Evaluating gene expression patterns for NF-κB1, TNF, and VEGF A& VEGF B in a mouse model of SARS-CoV-2 infection

Introduction: The coronavirus disease (COVID-19) pandemic has encouraged extensive research into its pathophysiology, specifically the role of biomarkers in disease progression. Although TNF, NF-κB1, VEGF-A, and VEGF-B play fundamental roles in vascular development and the infection response, their precise involvement in COVID-19 remains unclear. We aimed to evaluate and synthesize TNF, NF-κB1, VEGF-A, and VEGF-B gene expression patterns in a mouse model of SARS-CoV-2 infection to understand their involvement in disease pathogenesis.

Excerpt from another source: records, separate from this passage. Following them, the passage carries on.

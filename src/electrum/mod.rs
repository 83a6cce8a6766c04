//! Electrum server connectivity: the supervised client pool, the consumed
//! client interface, and server-list resources.

pub mod client;
pub mod pool;
pub mod servers;


pub use client::{
    ClientEvent, ClientId, ElectrumClient, ElectrumClientFactory, ElectrumRequest,
    ElectrumResponse, HeaderNotification, ScriptHashNotification,
};
pub use pool::{ElectrumClientPool, ElectrumEvent, MASTER_SWITCH_HYSTERESIS_BLOCKS};
pub use servers::{read_server_addresses, ServerAddress, SslMode};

Methods: Gene datasets available on the open-source Gene Expression Omnibus (GEO) platform were extracted from eleven specific datasets: GSE68220, GSE51387, GSE49262, GSE51386, GSE50000, GSE40824, GSE33266, GSE50878, GSE40840, GSE49263, and GSE40827. We used R 4.3.2 software in this analysis. Results: A Substantial changes in the expression of VEGFA, VEGFB, TNF-, and NF-κB1 were observed. Upregulation of TNF- and NF-κB1 implies a strong inflammatory response, consistent with their established involvement in inflammation. Conversely, VEGFA and VEGFB showed a pattern of downregulation, suggesting alterations in the vascular and endothelial functions. Conclusion: Substantial changes in TNF, NF-κB1, VEGFA, and VEGFB gene expression were observed During SARS-CoV infection, indicating their interconnected roles in disease pathogenesis. These findings improve our understanding of the molecular basis of COVID-19 vascular complications and will guide future research and therapies.